<<<<

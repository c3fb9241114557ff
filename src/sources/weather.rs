//! OpenWeatherMap current conditions and daily forecast adapter

use std::time::Duration;

use async_trait::async_trait;
use chrono::NaiveDate;
use reqwest_middleware::ClientWithMiddleware;
use serde::Deserialize;
use serde::de::DeserializeOwned;
use tracing::{info, instrument, warn};

use super::error::{Result, SourceError};
use super::{CurrentWeather, DailyForecast, DataSource, SourceData, SourceKind, WeatherData};
use crate::config::LiveSourceConfig;
use crate::query::Query;

const PROVIDER: &str = "OpenWeatherMap API";
const QUALITY_SCORE: f64 = 0.95;
/// The forecast endpoint returns 3-hour slots; every 8th is one per day
const SLOTS_PER_DAY: usize = 8;
const FORECAST_DAYS: usize = 5;

pub struct WeatherSource {
    client: ClientWithMiddleware,
    api_key: Option<String>,
    base_url: String,
    timeout: Duration,
}

impl WeatherSource {
    pub fn new(config: &LiveSourceConfig, client: ClientWithMiddleware) -> Self {
        Self {
            client,
            api_key: config.api_key.clone(),
            base_url: config.base_url.trim_end_matches('/').to_string(),
            timeout: config.timeout(),
        }
    }

    async fn get<T: DeserializeOwned>(&self, endpoint: &str, api_key: &str, city: &str) -> Result<T> {
        let url = format!(
            "{}/{}?q={}&appid={}&units=metric",
            self.base_url,
            endpoint,
            urlencoding::encode(city),
            urlencoding::encode(api_key),
        );

        let response = self
            .client
            .get(&url)
            .timeout(self.timeout)
            .send()
            .await
            .map_err(|e| SourceError::request(e, self.timeout))?;
        if !response.status().is_success() {
            let status = response.status().as_u16();
            let body = response.text().await.unwrap_or_default();
            return Err(SourceError::upstream(status, &body));
        }
        Ok(response.json().await?)
    }

    #[instrument(skip(self, api_key))]
    async fn current(&self, api_key: &str, city: &str) -> Result<CurrentWeather> {
        let current: OwmCurrent = self.get("weather", api_key, city).await?;
        let condition = current
            .weather
            .first()
            .map(|w| w.description.to_lowercase())
            .ok_or_else(|| SourceError::InvalidPayload("no weather description".to_string()))?;

        Ok(CurrentWeather {
            condition,
            temperature: current.main.temp,
            humidity: current.main.humidity,
            wind_speed: current.wind.map(|w| w.speed).unwrap_or_default(),
        })
    }

    #[instrument(skip(self, api_key))]
    async fn forecast(&self, api_key: &str, city: &str, start: NaiveDate) -> Result<Vec<DailyForecast>> {
        let forecast: OwmForecast = self.get("forecast", api_key, city).await?;
        Ok(daily_forecast(&forecast.list, start))
    }
}

/// One slot per day from the 3-hourly list. The first entry is dated at the trip start.
fn daily_forecast(slots: &[OwmSlot], start: NaiveDate) -> Vec<DailyForecast> {
    slots
        .iter()
        .step_by(SLOTS_PER_DAY)
        .take(FORECAST_DAYS)
        .enumerate()
        .filter_map(|(i, slot)| {
            let date = if i == 0 {
                start
            } else {
                slot.dt_txt
                    .get(..10)
                    .and_then(|day| NaiveDate::parse_from_str(day, "%Y-%m-%d").ok())?
            };
            let condition = slot.weather.first()?.description.to_lowercase();
            Some(DailyForecast {
                date,
                condition,
                max_temp: slot.main.temp_max,
                min_temp: slot.main.temp_min,
                humidity: slot.main.humidity,
            })
        })
        .collect()
}

#[async_trait]
impl DataSource for WeatherSource {
    fn kind(&self) -> SourceKind {
        SourceKind::Weather
    }

    fn timeout(&self) -> Option<Duration> {
        Some(self.timeout)
    }

    async fn fetch(&self, query: &Query) -> Result<SourceData> {
        let api_key = self
            .api_key
            .as_deref()
            .ok_or_else(|| SourceError::MissingCredential("OpenWeatherMap API key".to_string()))?;
        let city = query.destination();

        let (current, forecast) = tokio::join!(
            self.current(api_key, city),
            self.forecast(api_key, city, query.date_range().start)
        );
        let current = current?;
        let forecast = forecast.unwrap_or_else(|e| {
            warn!("Forecast unavailable for {}: {}", city, e);
            Vec::new()
        });

        info!("Weather in {}: {}, {:.1}°C", city, current.condition, current.temperature);
        Ok(SourceData::Weather(WeatherData {
            current,
            forecast,
            provider: PROVIDER.to_string(),
            quality_score: QUALITY_SCORE,
        }))
    }
}

#[derive(Debug, Deserialize)]
struct OwmCurrent {
    weather: Vec<OwmDescription>,
    main: OwmMain,
    wind: Option<OwmWind>,
}

#[derive(Debug, Deserialize)]
struct OwmDescription {
    description: String,
}

#[derive(Debug, Deserialize)]
struct OwmMain {
    temp: f64,
    humidity: u8,
}

#[derive(Debug, Deserialize)]
struct OwmWind {
    speed: f64,
}

#[derive(Debug, Deserialize)]
struct OwmForecast {
    list: Vec<OwmSlot>,
}

#[derive(Debug, Deserialize)]
struct OwmSlot {
    dt_txt: String,
    main: OwmSlotMain,
    weather: Vec<OwmDescription>,
}

#[derive(Debug, Deserialize)]
struct OwmSlotMain {
    temp_max: f64,
    temp_min: f64,
    humidity: u8,
}

#[cfg(test)]
mod tests {
    use super::*;

    fn slot(day: u32, hour: u32) -> OwmSlot {
        OwmSlot {
            dt_txt: format!("2025-10-{day:02} {hour:02}:00:00"),
            main: OwmSlotMain {
                temp_max: 31.0,
                temp_min: 24.0,
                humidity: 70,
            },
            weather: vec![OwmDescription {
                description: "Scattered Clouds".to_string(),
            }],
        }
    }

    #[test]
    fn test_daily_forecast_samples_every_eighth_slot() {
        let slots: Vec<OwmSlot> = (0..40).map(|i| slot(1 + i / 8, (i % 8) * 3)).collect();
        let start = NaiveDate::from_ymd_opt(2025, 9, 30).unwrap();

        let days = daily_forecast(&slots, start);
        assert_eq!(days.len(), 5);
        assert_eq!(days[0].date, start);
        assert_eq!(days[1].date, NaiveDate::from_ymd_opt(2025, 10, 2).unwrap());
        assert_eq!(days[4].date, NaiveDate::from_ymd_opt(2025, 10, 5).unwrap());
        assert_eq!(days[0].condition, "scattered clouds");
    }

    #[test]
    fn test_short_forecast_list() {
        let slots: Vec<OwmSlot> = (0..9).map(|i| slot(1 + i / 8, (i % 8) * 3)).collect();
        let start = NaiveDate::from_ymd_opt(2025, 10, 1).unwrap();
        assert_eq!(daily_forecast(&slots, start).len(), 2);
    }
}
//! Multi-source travel data aggregation
//!
//! Fans a destination query out to independent data sources concurrently,
//! merges whatever succeeded into one [`AggregateResult`] with a confidence
//! score, derives cross-source relations and composes a time-of-day
//! itinerary skeleton. Flight and hotel offers sit beside the core in
//! [`amadeus`].

pub mod aggregate;
pub mod aggregator;
pub mod amadeus;
pub mod api;
pub mod config;
pub mod cross_reference;
pub mod error;
pub mod http;
pub mod itinerary;
pub mod query;
pub mod sources;
pub mod telemetry;
pub mod web;

pub use aggregate::AggregateResult;
pub use aggregator::Aggregator;
pub use config::PlannerConfig;
pub use error::PlannerError;
pub use query::{DateRange, Query, Theme};
pub use sources::{DataSource, SourceData, SourceError, SourceKind};

/// Library version
pub const VERSION: &str = env!("CARGO_PKG_VERSION");

/// Core result type used throughout the library
pub type Result<T> = std::result::Result<T, PlannerError>;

>>>>

# Task goal
Each line of the listing above that contains the word "urlencoding" is to be copied.

# Response to the exercise
            urlencoding::encode(city),
            urlencoding::encode(api_key),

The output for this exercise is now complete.